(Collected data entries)
★ ★ ★

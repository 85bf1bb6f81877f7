//! Runtime values and their types
//!
//! The engine knows three kinds of values: numbers, identifiers (string
//! atoms) and homogeneous lists. [`Type`] mirrors them and adds numbered
//! generic placeholders used by overload signatures in
//! [`FunctionContainer`](crate::functions::FunctionContainer).
//!
//! Equality on [`Type`] is structural and strict: `list` (an untyped, empty
//! list) is *not* equal to `list(number)`. The looser matching used while
//! binding generics lives in the function registry, not here.
use std::fmt;

use strum::{EnumIs, EnumTryAs};

use crate::error::EvalErrorKind;

pub mod convert;

/// Identifier of a generic placeholder inside one overload signature.
pub type GenericId = u8;

/// Static type of a [`Value`].
#[derive(Debug, Clone, PartialEq, Eq, Hash, EnumIs)]
pub enum Type {
    /// A 64-bit floating point number.
    Number,

    /// A string atom, e.g. the bound name of an iteration.
    Identifier,

    /// A list whose elements all share the inner type.
    ///
    /// The element type is `None` only for lists that are known to be empty.
    List(Option<Box<Type>>),

    /// Placeholder bound per call during overload resolution.
    Generic(GenericId),
}

impl Type {
    /// The type of an empty list.
    pub const UNTYPED_LIST: Type = Type::List(None);

    /// Build `list(element)`.
    pub fn list_of(element: Type) -> Self {
        Type::List(Some(Box::new(element)))
    }

    /// Element type for list types, `None` for every other type and for the
    /// untyped list.
    pub fn element_type(&self) -> Option<&Type> {
        match self {
            Type::List(Some(element)) => Some(element),
            _ => None,
        }
    }
}

impl fmt::Display for Type {
    fn fmt(&self, f: &mut fmt::Formatter<'_>) -> fmt::Result {
        match self {
            Type::Number => write!(f, "number"),
            Type::Identifier => write!(f, "identifier"),
            Type::List(None) => write!(f, "list"),
            Type::List(Some(element)) => write!(f, "list({})", element),
            Type::Generic(id) => write!(f, "T{}", id),
        }
    }
}

/// A homogeneous list of values.
///
/// The element type is fixed by the first element; pushing a value of any
/// other type is rejected.
#[derive(Debug, Clone, PartialEq, Default)]
pub struct List {
    values: Vec<Value>,
    element_type: Option<Type>,
}

impl List {
    /// Create an empty, untyped list.
    pub fn new() -> Self {
        Self::default()
    }

    /// Build a list from `values`, checking that all of them share one type.
    pub fn from_values(values: Vec<Value>) -> Result<Self, EvalErrorKind> {
        let mut list = Self::new();
        for value in values {
            list.push(value)?;
        }
        Ok(list)
    }

    /// Append `value`, fixing the element type on the first push.
    pub fn push(&mut self, value: Value) -> Result<(), EvalErrorKind> {
        let ty = value.ty();
        match &self.element_type {
            Some(expected) if *expected != ty => {
                return Err(EvalErrorKind::UnexpectedType {
                    expected: expected.clone(),
                    found: Some(ty),
                });
            }
            Some(_) => {}
            None => self.element_type = Some(ty),
        }
        self.values.push(value);
        Ok(())
    }

    pub fn values(&self) -> &[Value] {
        &self.values
    }

    pub fn into_values(self) -> Vec<Value> {
        self.values
    }

    pub fn element_type(&self) -> Option<&Type> {
        self.element_type.as_ref()
    }

    pub fn len(&self) -> usize {
        self.values.len()
    }

    pub fn is_empty(&self) -> bool {
        self.values.is_empty()
    }

    pub fn iter(&self) -> std::slice::Iter<'_, Value> {
        self.values.iter()
    }

    /// The list type of this value, `list` when still empty.
    pub fn ty(&self) -> Type {
        Type::List(self.element_type.clone().map(Box::new))
    }
}

impl IntoIterator for List {
    type Item = Value;
    type IntoIter = std::vec::IntoIter<Value>;

    fn into_iter(self) -> Self::IntoIter {
        self.values.into_iter()
    }
}

impl<'a> IntoIterator for &'a List {
    type Item = &'a Value;
    type IntoIter = std::slice::Iter<'a, Value>;

    fn into_iter(self) -> Self::IntoIter {
        self.values.iter()
    }
}

/// A runtime value produced by evaluating a node.
#[derive(Debug, Clone, PartialEq, EnumIs, EnumTryAs)]
pub enum Value {
    Number(f64),
    Identifier(String),
    List(List),
}

impl Value {
    /// Type of this value. Lists report their element type, `list` if empty.
    pub fn ty(&self) -> Type {
        match self {
            Value::Number(_) => Type::Number,
            Value::Identifier(_) => Type::Identifier,
            Value::List(list) => list.ty(),
        }
    }

    pub fn as_number(&self) -> Result<f64, EvalErrorKind> {
        match self {
            Value::Number(n) => Ok(*n),
            other => Err(EvalErrorKind::UnexpectedType {
                expected: Type::Number,
                found: Some(other.ty()),
            }),
        }
    }

    pub fn as_identifier(&self) -> Result<&str, EvalErrorKind> {
        match self {
            Value::Identifier(name) => Ok(name),
            other => Err(EvalErrorKind::UnexpectedType {
                expected: Type::Identifier,
                found: Some(other.ty()),
            }),
        }
    }

    pub fn as_list(&self) -> Result<&List, EvalErrorKind> {
        match self {
            Value::List(list) => Ok(list),
            other => Err(EvalErrorKind::UnexpectedType {
                expected: Type::UNTYPED_LIST,
                found: Some(other.ty()),
            }),
        }
    }

    /// Interpret a number as an exact integer.
    ///
    /// Fails with a value error for fractional, infinite or out of range
    /// numbers.
    pub fn as_int(&self) -> Result<i64, EvalErrorKind> {
        exact_int(self.as_number()?)
    }
}

/// Convert `n` to an `i64` if it has no fractional part.
pub fn exact_int(n: f64) -> Result<i64, EvalErrorKind> {
    if n.is_finite() && n.fract() == 0.0 && n >= i64::MIN as f64 && n <= i64::MAX as f64 {
        Ok(n as i64)
    } else {
        Err(EvalErrorKind::ValueError(format!(
            "{} is not an integral number",
            n
        )))
    }
}

impl From<f64> for Value {
    fn from(value: f64) -> Self {
        Value::Number(value)
    }
}

impl From<List> for Value {
    fn from(value: List) -> Self {
        Value::List(value)
    }
}

impl fmt::Display for Value {
    fn fmt(&self, f: &mut fmt::Formatter<'_>) -> fmt::Result {
        match self {
            Value::Number(n) => write!(f, "{}", n),
            Value::Identifier(name) => write!(f, "\"{}\"", name),
            Value::List(list) => {
                write!(f, "[")?;
                for (idx, value) in list.iter().enumerate() {
                    if idx > 0 {
                        write!(f, ", ")?;
                    }
                    write!(f, "{}", value)?;
                }
                write!(f, "]")
            }
        }
    }
}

★ ★ ★

(Exercise instructions): For each entry above, please make an exact copy.

(Output of the exercise):
repository 85bf1bb6f81877f7
//! Runtime values and their types
//!
//! The engine knows three kinds of values: numbers, identifiers (string
//! atoms) and homogeneous lists. [`Type`] mirrors them and adds numbered
//! generic placeholders used by overload signatures in
//! [`FunctionContainer`](crate::functions::FunctionContainer).
//!
//! Equality on [`Type`] is structural and strict: `list` (an untyped, empty
//! list) is *not* equal to `list(number)`. The looser matching used while
//! binding generics lives in the function registry, not here.
use std::fmt;

use strum::{EnumIs, EnumTryAs};

use crate::error::EvalErrorKind;

pub mod convert;

/// Identifier of a generic placeholder inside one overload signature.
pub type GenericId = u8;

/// Static type of a [`Value`].
#[derive(Debug, Clone, PartialEq, Eq, Hash, EnumIs)]
pub enum Type {
    /// A 64-bit floating point number.
    Number,

    /// A string atom, e.g. the bound name of an iteration.
    Identifier,

    /// A list whose elements all share the inner type.
    ///
    /// The element type is `None` only for lists that are known to be empty.
    List(Option<Box<Type>>),

    /// Placeholder bound per call during overload resolution.
    Generic(GenericId),
}

impl Type {
    /// The type of an empty list.
    pub const UNTYPED_LIST: Type = Type::List(None);

    /// Build `list(element)`.
    pub fn list_of(element: Type) -> Self {
        Type::List(Some(Box::new(element)))
    }

    /// Element type for list types, `None` for every other type and for the
    /// untyped list.
    pub fn element_type(&self) -> Option<&Type> {
        match self {
            Type::List(Some(element)) => Some(element),
            _ => None,
        }
    }
}

impl fmt::Display for Type {
    fn fmt(&self, f: &mut fmt::Formatter<'_>) -> fmt::Result {
        match self {
            Type::Number => write!(f, "number"),
            Type::Identifier => write!(f, "identifier"),
            Type::List(None) => write!(f, "list"),
            Type::List(Some(element)) => write!(f, "list({})", element),
            Type::Generic(id) => write!(f, "T{}", id),
        }
    }
}

/// A homogeneous list of values.
///
/// The element type is fixed by the first element; pushing a value of any
/// other type is rejected.
#[derive(Debug, Clone, PartialEq, Default)]
pub struct List {
    values: Vec<Value>,
    element_type: Option<Type>,
}

impl List {
    /// Create an empty, untyped list.
    pub fn new() -> Self {
        Self::default()
    }

    /// Build a list from `values`, checking that all of them share one type.
    pub fn from_values(values: Vec<Value>) -> Result<Self, EvalErrorKind> {
        let mut list = Self::new();
        for value in values {
            list.push(value)?;
        }
        Ok(list)
    }

    /// Append `value`, fixing the element type on the first push.
    pub fn push(&mut self, value: Value) -> Result<(), EvalErrorKind> {
        let ty = value.ty();
        match &self.element_type {
            Some(expected) if *expected != ty => {
                return Err(EvalErrorKind::UnexpectedType {
                    expected: expected.clone(),
                    found: Some(ty),
                });
            }
            Some(_) => {}
            None => self.element_type = Some(ty),
        }
        self.values.push(value);
        Ok(())
    }

    pub fn values(&self) -> &[Value] {
        &self.values
    }

    pub fn into_values(self) -> Vec<Value> {
        self.values
    }

    pub fn element_type(&self) -> Option<&Type> {
        self.element_type.as_ref()
    }

    pub fn len(&self) -> usize {
        self.values.len()
    }

    pub fn is_empty(&self) -> bool {
        self.values.is_empty()
    }

    pub fn iter(&self) -> std::slice::Iter<'_, Value> {
        self.values.iter()
    }

    /// The list type of this value, `list` when still empty.
    pub fn ty(&self) -> Type {
        Type::List(self.element_type.clone().map(Box::new))
    }
}

impl IntoIterator for List {
    type Item = Value;
    type IntoIter = std::vec::IntoIter<Value>;

    fn into_iter(self) -> Self::IntoIter {
        self.values.into_iter()
    }
}

impl<'a> IntoIterator for &'a List {
    type Item = &'a Value;
    type IntoIter = std::slice::Iter<'a, Value>;

    fn into_iter(self) -> Self::IntoIter {
        self.values.iter()
    }
}

/// A runtime value produced by evaluating a node.
#[derive(Debug, Clone, PartialEq, EnumIs, EnumTryAs)]
pub enum Value {
    Number(f64),
    Identifier(String),
    List(List),
}

impl Value {
    /// Type of this value. Lists report their element type, `list` if empty.
    pub fn ty(&self) -> Type {
        match self {
            Value::Number(_) => Type::Number,
            Value::Identifier(_) => Type::Identifier,
            Value::List(list) => list.ty(),
        }
    }

    pub fn as_number(&self) -> Result<f64, EvalErrorKind> {
        match self {
            Value::Number(n) => Ok(*n),
            other => Err(EvalErrorKind::UnexpectedType {
                expected: Type::Number,
                found: Some(other.ty()),
            }),
        }
    }

    pub fn as_identifier(&self) -> Result<&str, EvalErrorKind> {
        match self {
            Value::Identifier(name) => Ok(name),
            other => Err(EvalErrorKind::UnexpectedType {
                expected: Type::Identifier,
                found: Some(other.ty()),
            }),
        }
    }

    pub fn as_list(&self) -> Result<&List, EvalErrorKind> {
        match self {
            Value::List(list) => Ok(list),
            other => Err(EvalErrorKind::UnexpectedType {
                expected: Type::UNTYPED_LIST,
                found: Some(other.ty()),
            }),
        }
    }

    /// Interpret a number as an exact integer.
    ///
    /// Fails with a value error for fractional, infinite or out of range
    /// numbers.
    pub fn as_int(&self) -> Result<i64, EvalErrorKind> {
        exact_int(self.as_number()?)
    }
}

/// Convert `n` to an `i64` if it has no fractional part.
pub fn exact_int(n: f64) -> Result<i64, EvalErrorKind> {
    if n.is_finite() && n.fract() == 0.0 && n >= i64::MIN as f64 && n <= i64::MAX as f64 {
        Ok(n as i64)
    } else {
        Err(EvalErrorKind::ValueError(format!(
            "{} is not an integral number",
            n
        )))
    }
}

impl From<f64> for Value {
    fn from(value: f64) -> Self {
        Value::Number(value)
    }
}

impl From<List> for Value {
    fn from(value: List) -> Self {
        Value::List(value)
    }
}

impl fmt::Display for Value {
    fn fmt(&self, f: &mut fmt::Formatter<'_>) -> fmt::Result {
        match self {
            Value::Number(n) => write!(f, "{}", n),
            Value::Identifier(name) => write!(f, "\"{}\"", name),
            Value::List(list) => {
                write!(f, "[")?;
                for (idx, value) in list.iter().enumerate() {
                    if idx > 0 {
                        write!(f, ", ")?;
                    }
                    write!(f, "{}", value)?;
                }
                write!(f, "]")
            }
        }
    }
}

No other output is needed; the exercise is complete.